Suggested answer: The mom is type O, which is recessive (ii). Since the baby is type B
blood, his genotype must be (IBi). The real father had to have contributed the IB allele since
mom contributed the i allele. Potential father 2 is the only possible dad in this case who has
the IB allele to give.
Biology and Society
4. Why would it be difficult to develop a genetic test for a polygenic disorder?
Some issues and questions to consider: For polygenic traits, different mutations in different
genes may have the same or similar phenotypic effects. It would be difficult to test for all
possible mutations for all genes involved. However, if a specific mutation is known to run in
a family, members of that family can be tested for that specific mutation.
5. As the Human Genome Project progresses, we are learning more and more about
genetic differences that cause genetic disease. Some people advocate the use of this
knowledge to ultimately develop gene therapy. The goal of gene therapy would be to
find alleles that are “faulty” and to correct them with normal alleles. Ideally, to “fix”

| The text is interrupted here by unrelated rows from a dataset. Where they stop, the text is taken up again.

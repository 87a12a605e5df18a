//! Typed row operations against the catalog tables.
//!
//! Services depend on [`CatalogStore`] rather than on the HTTP client so the
//! write pipeline and the read model can run against an in-memory store.

pub mod rest;

use crate::clients::BackendError;
use crate::domain::{AnimeId, UserId};
use crate::models::{
    AnimeRecord, AnimeUpdate, AnimeWithDetails, EpisodeRecord, LinkRecord, NewAnime, NewEpisode,
    NewLink, NewSubtitle, Profile, SubtitleRecord,
};
use thiserror::Error;

pub use rest::RestCatalogStore;

#[derive(Debug, Error)]
pub enum StoreError {
    #[error("{message}")]
    Backend { status: Option<u16>, message: String },

    #[error("{0} not found")]
    NotFound(String),

    #[error("Failed to decode backend data: {0}")]
    Decode(String),
}

impl StoreError {
    pub fn backend(message: impl Into<String>) -> Self {
        Self::Backend {
            status: None,
            message: message.into(),
        }
    }
}

impl From<BackendError> for StoreError {
    fn from(err: BackendError) -> Self {
        match err {
            BackendError::Parse(message) => Self::Decode(message),
            BackendError::Api { status, message } => Self::Backend {
                status: Some(status),
                message,
            },
            BackendError::Http(e) => Self::Backend {
                status: None,
                message: e.to_string(),
            },
        }
    }
}

#[async_trait::async_trait]
pub trait CatalogStore: Send + Sync {
    async fn insert_anime(&self, row: &NewAnime) -> Result<AnimeRecord, StoreError>;

    async fn insert_episode(&self, row: &NewEpisode) -> Result<EpisodeRecord, StoreError>;

    async fn insert_link(&self, row: &NewLink) -> Result<LinkRecord, StoreError>;

    async fn insert_subtitle(&self, row: &NewSubtitle) -> Result<SubtitleRecord, StoreError>;

    /// Non-archived anime owned by `owner` with their nested episodes, links
    /// and subtitles, newest first.
    ///
    /// # Errors
    ///
    /// Returns [`StoreError`] if the backend rejects the query or the tree
    /// cannot be decoded.
    async fn fetch_catalog(&self, owner: UserId) -> Result<Vec<AnimeWithDetails>, StoreError>;

    /// Applies `patch` to one anime owned by `owner`.
    ///
    /// # Errors
    ///
    /// Returns [`StoreError::NotFound`] when no owned row matched.
    async fn update_anime(
        &self,
        id: AnimeId,
        owner: UserId,
        patch: &AnimeUpdate,
    ) -> Result<AnimeRecord, StoreError>;

    /// # Errors
    ///
    /// Returns [`StoreError::NotFound`] when no owned row matched.
    async fn delete_anime(&self, id: AnimeId, owner: UserId) -> Result<(), StoreError>;

    async fn find_episode(
        &self,
        anime_id: AnimeId,
        episode_number: i32,
    ) -> Result<Option<EpisodeRecord>, StoreError>;

    async fn fetch_profile(&self, id: UserId) -> Result<Profile, StoreError>;
}
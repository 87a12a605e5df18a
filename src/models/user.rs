use crate::domain::UserId;
use crate::models::anime::string_or_null;
use chrono::{DateTime, Utc};
use serde::{Deserialize, Serialize};

/// Row of the `profiles` table.
#[derive(Debug, Clone, PartialEq, Eq, Serialize, Deserialize)]
pub struct Profile {
    pub id: UserId,
    #[serde(default, deserialize_with = "string_or_null")]
    pub email: String,
    #[serde(default, deserialize_with = "string_or_null")]
    pub name: String,
    pub created_at: DateTime<Utc>,
    #[serde(default)]
    pub updated_at: Option<DateTime<Utc>>,
}

/// The acting identity exposed to the rest of the crate.
#[derive(Debug, Clone, PartialEq, Eq, Serialize, Deserialize)]
pub struct AuthUser {
    pub id: UserId,
    pub email: String,
    pub name: String,
    pub created_at: DateTime<Utc>,
}

impl From<Profile> for AuthUser {
    fn from(profile: Profile) -> Self {
        Self {
            id: profile.id,
            email: profile.email,
            name: profile.name,
            created_at: profile.created_at,
        }
    }
}

/// Default display name for a new account: the local part of the email.
#[must_use]
pub fn default_display_name(email: &str) -> String {
    email.split('@').next().unwrap_or(email).to_string()
}

#[cfg(test)]
mod tests {
    use super::*;

    #[test]
    fn display_name_is_email_local_part() {
        assert_eq!(default_display_name("mai@example.com"), "mai");
        assert_eq!(default_display_name("no-at-sign"), "no-at-sign");
    }

    #[test]
    fn profile_with_null_name_decodes() {
        let profile: Profile = serde_json::from_str(
            r#"{
                "id": "3f1f6a0e-8c1b-4c7a-9a51-6d0f2f9b7c11",
                "email": "mai@example.com",
                "name": null,
                "created_at": "2024-05-01T12:00:00+00:00",
                "updated_at": null
            }"#,
        )
        .unwrap();

        assert_eq!(profile.name, "");
        assert_eq!(profile.updated_at, None);
    }
}
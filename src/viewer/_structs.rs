use crate::config::{FontStyle, LegendStyle};
use geo_types::{LineString, MultiLineString};
use serde::{Deserialize, Serialize};

/// Geometría de una versión de línea: simple o multiparte.
#[derive(Debug, Clone, PartialEq)]
pub enum RouteGeometry {
    Line(LineString<f64>),
    MultiLine(MultiLineString<f64>),
}

/// Una fila del dataset: una línea en una versión concreta.
#[derive(Debug, Clone, PartialEq)]
pub struct RouteFeature {
    pub route_id: String,
    pub version: String,
    pub geometry: RouteGeometry,
}

/// Selección del usuario. Nunca se guarda entre peticiones.
#[derive(Debug, Clone, Default, PartialEq, Eq, Serialize, Deserialize)]
#[serde(default)]
pub struct Selection {
    pub route_ids: Vec<String>,
    pub versions: Vec<String>,
}

impl Selection {
    pub fn new<R, V>(route_ids: R, versions: V) -> Self
    where
        R: IntoIterator,
        R::Item: Into<String>,
        V: IntoIterator,
        V::Item: Into<String>,
    {
        Self {
            route_ids: route_ids.into_iter().map(Into::into).collect(),
            versions: versions.into_iter().map(Into::into).collect(),
        }
    }

    /// Vacía si falta cualquiera de los dos conjuntos.
    pub fn is_empty(&self) -> bool {
        self.route_ids.is_empty() || self.versions.is_empty()
    }
}

#[derive(Debug, Clone, Copy, PartialEq, Serialize, Deserialize)]
pub struct LatLon {
    pub lat: f64,
    pub lon: f64,
}

#[derive(Debug, Clone, PartialEq, Serialize, Deserialize)]
pub struct Basemap {
    pub style: String,
    pub zoom: f64,
    pub center: LatLon,
}

#[derive(Debug, Clone, Copy, Default, PartialEq, Serialize, Deserialize)]
pub struct Margin {
    pub r: u32,
    pub t: u32,
    pub l: u32,
    pub b: u32,
}

/// Polilínea lista para dibujar, derivada de un [`RouteFeature`].
#[derive(Debug, Clone, PartialEq, Serialize, Deserialize)]
pub struct LineTrace {
    pub route_id: String,
    pub version: String,
    pub name: String,
    pub hover_text: String,
    pub color: String,
    pub width: f64,
    pub lon: Vec<f64>,
    pub lat: Vec<f64>,
}

/// Estado completo del mapa para una selección.
#[derive(Debug, Clone, PartialEq, Serialize, Deserialize)]
pub struct View {
    pub basemap: Basemap,
    pub traces: Vec<LineTrace>,
    pub legend: LegendStyle,
    pub font: FontStyle,
    pub margin: Margin,
}

#[derive(Debug, Clone, PartialEq, Eq, Serialize, Deserialize)]
pub struct ControlOption {
    pub label: String,
    pub value: String,
}

/// Opciones y valores iniciales de los dos controles de la página.
#[derive(Debug, Clone, PartialEq, Eq, Serialize, Deserialize)]
pub struct Controls {
    pub routes: Vec<ControlOption>,
    pub versions: Vec<ControlOption>,
    pub default_routes: Vec<String>,
    pub default_versions: Vec<String>,
}
use ordered_float::OrderedFloat;
use std::cmp::Ordering;

/// Compara identificadores de línea en orden "natural": los numéricos se
/// comparan por valor y van antes que los alfanuméricos.
pub fn natural_cmp(a: &str, b: &str) -> Ordering {
    match (numeric_key(a), numeric_key(b)) {
        (Some(x), Some(y)) => x.cmp(&y).then_with(|| a.cmp(b)),
        (Some(_), None) => Ordering::Less,
        (None, Some(_)) => Ordering::Greater,
        (None, None) => a.cmp(b),
    }
}

fn numeric_key(value: &str) -> Option<OrderedFloat<f64>> {
    value
        .trim()
        .parse::<f64>()
        .ok()
        .filter(|v| v.is_finite())
        .map(OrderedFloat)
}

every cell in an individual, this process would need to occur in embryos. Let’s suppose
a couple found out that later in their embryo’s life, their baby would develop an
incurable disease such as Alzheimer’s disease. Would you advocate the use of gene
therapy in the embryo to correct the problem before the child was ever born? What if
the embryo did not appear likely to develop a genetic disease, but the parents decided
that they would really prefer that their child have blue eyes as opposed to brown. Would
you advocate the use of gene therapy in this case? Should the use of this therapy be
limited? Who should decide those limits?
Some issues and questions to consider: How do we decide what is “serious” versus what is
not critical? If the technology existed, should there be any reason not to use it in any
situation? Who should set the limitations to prevent abuse of the technology?